Introduction to Blood Management

Written by: Timothy Hannon, MD, MBA

Scope of Blood Component Therapy

Blood products have been a vital and integral part of modern healthcare since the advent of the first blood bank in 1936.  The foundation of the current blood banking industry was laid during WW II, when efficient methods of blood processing, handling and storage were developed to meet the huge war-time demand.  Tremendous advances in blood processing technology and blood screening in the latter half of the 20^th century have resulted in steady increases in blood safety and availability.   The National Blood Data Resource Center estimates that each year 15 million units of whole blood are collected and processed into 24 million blood products, which are then transfused to 4.5 million medical and surgical patients.¹ The development of a safe and readily available blood supply has facilitated the advent of life-saving procedures, such as trauma resuscitation, cardiac surgery, organ transplantation, and chemotherapy.  None of these procedures could have come about, nor could they currently exist, without an efficient collection, distribution, and delivery system for these millions of units of blood products. 

Efficacy of Transfusions

 While blood transfusion therapy has been in common practice since the 1940’s, it wasn’t until 1999 that the first controlled clinical trial of blood transfusions was conducted. The Transfusion Requirements in Critical Care (TRICC) trial was published in the New England Journal of Medicine on February 11th, 1999, and it remains a landmark study in transfusion medicine.² In this study, 838 anemic critically ill patients were prospectively randomized into one of two treatment strategies: transfuse at a hemoglobin level of 10 gm/dL, a very traditional approach to these challenging patients, or transfuse at a hemoglobin level of 7 gm/dL, which was a very radical departure from common practice in 1999. The results of this study were surprising and changed the practice of transfusion medicine because the patients who were transfused at the more liberal “trigger” of 10 gm/dL had substantially worse outcomes than those transfused at the more conservative trigger of 7 gm/dL, particularly cardiopulmonary outcomes such as pulmonary edema, ARDS and myocardial infarction. Further, hospital mortality rates were also higher in those patients transfused more liberally. The conclusion of the authors back in February of 1999 was that “a restrictive strategy of red cell transfusions is at least as effective as and possibly superior to a liberal strategy in critically ill patients, with the possible exception of patients with acute myocardial infarction or unstable angina.” Even the exception to the rule noted by the authors- those patients with acute coronary syndromes (ACS)- have now been shown to also have higher mortality rates when transfused liberally.^3,4,5 The results of the TRICC trial coined the phrase “less is more for transfusions,” a concept whose evidence has grown even stronger over the past decade.

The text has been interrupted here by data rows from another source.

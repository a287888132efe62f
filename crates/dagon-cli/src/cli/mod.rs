//! CLI command definitions for the `dagon` binary.
//!
//! Uses clap derive macros for argument parsing.

pub mod checkpoint;
pub mod workflow;

use std::path::PathBuf;

use clap::{Parser, Subcommand};
use clap_complete::Shell;
use dagon_observe::tracing_setup::LogFormat;

/// Run DAG workflows across heterogeneous execution backends.
#[derive(Parser)]
#[command(name = "dagon", version, about, long_about = None)]
#[command(propagate_version = true)]
pub struct Cli {
    /// Output machine-readable JSON instead of styled text.
    #[arg(long, global = true)]
    pub json: bool,

    /// Suppress all output except errors.
    #[arg(long, global = true)]
    pub quiet: bool,

    /// Detailed logging (-v for debug, -vv for trace).
    #[arg(short, long, action = clap::ArgAction::Count, global = true)]
    pub verbose: u8,

    /// Log line format: text or json.
    #[arg(long, global = true, default_value = "text")]
    pub log_format: LogFormat,

    #[command(subcommand)]
    pub command: Commands,
}

#[derive(Subcommand)]
pub enum Commands {
    /// Run a workflow file.
    Run {
        /// Path to the workflow YAML file.
        workflow: PathBuf,

        /// Plan only: no sandbox is created and no command runs.
        #[arg(long)]
        dry_run: bool,

        /// Checkpoint file to resume from and record into (overrides the workflow file).
        #[arg(long)]
        checkpoint_file: Option<PathBuf>,

        /// Engine configuration file.
        #[arg(long, default_value = dagon_infra::config::CONFIG_FILE)]
        config: PathBuf,

        /// Leave sandboxes in place after the run.
        #[arg(long)]
        keep: bool,

        /// Maximum number of tasks running at once.
        #[arg(long)]
        max_concurrency: Option<usize>,
    },

    /// Validate a workflow file and print its audit description.
    Validate {
        /// Path to the workflow YAML file.
        workflow: PathBuf,

        /// Engine configuration file.
        #[arg(long, default_value = dagon_infra::config::CONFIG_FILE)]
        config: PathBuf,
    },

    /// Inspect checkpoint files.
    Checkpoint {
        #[command(subcommand)]
        command: checkpoint::CheckpointCommand,
    },

    /// Generate shell completions.
    Completions {
        /// Shell to generate completions for.
        shell: Shell,
    },
}

impl Cli {
    /// Default log filter for the verbosity flags, used when `RUST_LOG` is unset.
    pub fn log_filter(&self) -> &'static str {
        match self.verbose {
            0 if self.quiet => "error",
            0 => "warn",
            1 => "info,dagon_core=debug,dagon_infra=debug",
            _ => "trace",
        }
    }
}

Adverse Effects of Transfusions

 While efficacy studies for blood transfusion are relatively few, there are a growing number of controlled studies have demonstrated a direct relationship between the amount of blood products that patients receive and serious complication rates.  These complications are largely due to the immunosuppressive effects of donor blood and include stepwise increases in infection rates^6-14, ventilator support times, ICU and hospital length of stay^15-21, short term and long term mortality^{12,17,18,22,23} and cancer recurrence rates^24-27.

 These adverse effects become even more concerning in light of the quality management and patient safety implications of improper transfusion decisions and transfusion errors. Owing in large part to a lack of formal training in transfusion medicine for most physicians, the administration of blood products is surrounded by emotions, misconceptions, and myths. In spite of mounting evidence that demonstrates significant harm from unnecessary blood transfusions²⁸, there are several studies that document a generalized lack of compliance with appropriate transfusion guidelines, as well as tremendous variation in transfusion practice between different institutions and among individual physicians within the same institution^29-32.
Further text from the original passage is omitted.